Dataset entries
**********

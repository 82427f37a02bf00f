//! Account registration and management service.

use std::sync::Arc;

use serde_json::json;

use crate::domain::entities::{NewUser, User, UserPatch};
use crate::domain::repositories::UserRepository;
use crate::error::AppError;
use crate::utils::password::hash_password;

/// Minimum accepted username length.
const MIN_USERNAME_LENGTH: usize = 3;

/// Maximum accepted username length.
const MAX_USERNAME_LENGTH: usize = 32;

/// Minimum accepted password length.
const MIN_PASSWORD_LENGTH: usize = 8;

/// Service for registering and managing accounts.
///
/// Hashes passwords with Argon2id before they reach the repository; the
/// clear-text password never leaves this layer.
pub struct UserService<U: UserRepository> {
    repository: Arc<U>,
}

impl<U: UserRepository> UserService<U> {
    /// Creates a new user service.
    pub fn new(repository: Arc<U>) -> Self {
        Self { repository }
    }

    /// Registers a new account.
    ///
    /// # Errors
    ///
    /// Returns [`AppError::Validation`] if the username or password is
    /// malformed, [`AppError::Conflict`] if the username is taken.
    pub async fn register(&self, username: &str, password: &str) -> Result<User, AppError> {
        validate_username(username)?;
        validate_password(password)?;

        let new_user = NewUser {
            username: username.to_string(),
            hashed_password: hash_password(password)?,
        };

        self.repository.create(new_user).await
    }

    /// Retrieves an account by username.
    ///
    /// # Errors
    ///
    /// Returns [`AppError::NotFound`] if no account matches.
    pub async fn get(&self, username: &str) -> Result<User, AppError> {
        self.repository
            .find_by_username(username)
            .await?
            .ok_or_else(|| AppError::not_found("User not found", json!({ "username": username })))
    }

    /// Changes the username and/or password of an account.
    ///
    /// # Errors
    ///
    /// Returns [`AppError::Validation`] if no change is requested or a new
    /// value is malformed, [`AppError::Conflict`] if the new username is
    /// taken, [`AppError::NotFound`] if the account does not exist.
    pub async fn update(
        &self,
        username: &str,
        new_username: Option<String>,
        new_password: Option<String>,
    ) -> Result<User, AppError> {
        if new_username.is_none() && new_password.is_none() {
            return Err(AppError::bad_request("No fields to update", json!({})));
        }

        if let Some(ref candidate) = new_username {
            validate_username(candidate)?;
        }

        let hashed_password = match new_password {
            Some(ref password) => {
                validate_password(password)?;
                Some(hash_password(password)?)
            }
            None => None,
        };

        let user = self.get(username).await?;

        let patch = UserPatch {
            username: new_username,
            hashed_password,
        };

        self.repository.update(user.id, patch).await
    }

    /// Removes an account.
    ///
    /// # Errors
    ///
    /// Returns [`AppError::NotFound`] if the account does not exist.
    pub async fn remove(&self, username: &str) -> Result<(), AppError> {
        let user = self.get(username).await?;

        let deleted = self.repository.delete(user.id).await?;
        if !deleted {
            return Err(AppError::not_found(
                "User not found",
                json!({ "username": username }),
            ));
        }

        Ok(())
    }
}

/// Validates a candidate username.
///
/// # Rules
///
/// - Length: 3-32 characters
/// - Allowed characters: ASCII letters, digits, hyphens, underscores
pub fn validate_username(username: &str) -> Result<(), AppError> {
    if username.len() < MIN_USERNAME_LENGTH || username.len() > MAX_USERNAME_LENGTH {
        return Err(AppError::bad_request(
            "Username must be 3-32 characters",
            json!({ "provided_length": username.len() }),
        ));
    }

    if !username
        .chars()
        .all(|c| c.is_ascii_alphanumeric() || c == '-' || c == '_')
    {
        return Err(AppError::bad_request(
            "Username can only contain letters, digits, hyphens, and underscores",
            json!({ "username": username }),
        ));
    }

    Ok(())
}

/// Validates a candidate password (minimum length only).
pub fn validate_password(password: &str) -> Result<(), AppError> {
    if password.len() < MIN_PASSWORD_LENGTH {
        return Err(AppError::bad_request(
            "Password must be at least 8 characters",
            json!({ "provided_length": password.len() }),
        ));
    }

    Ok(())
}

**********

Pull every line that holds the string "must" out of the records.

TASK RESPONSE:
            "Username must be 3-32 characters",
            "Password must be at least 8 characters",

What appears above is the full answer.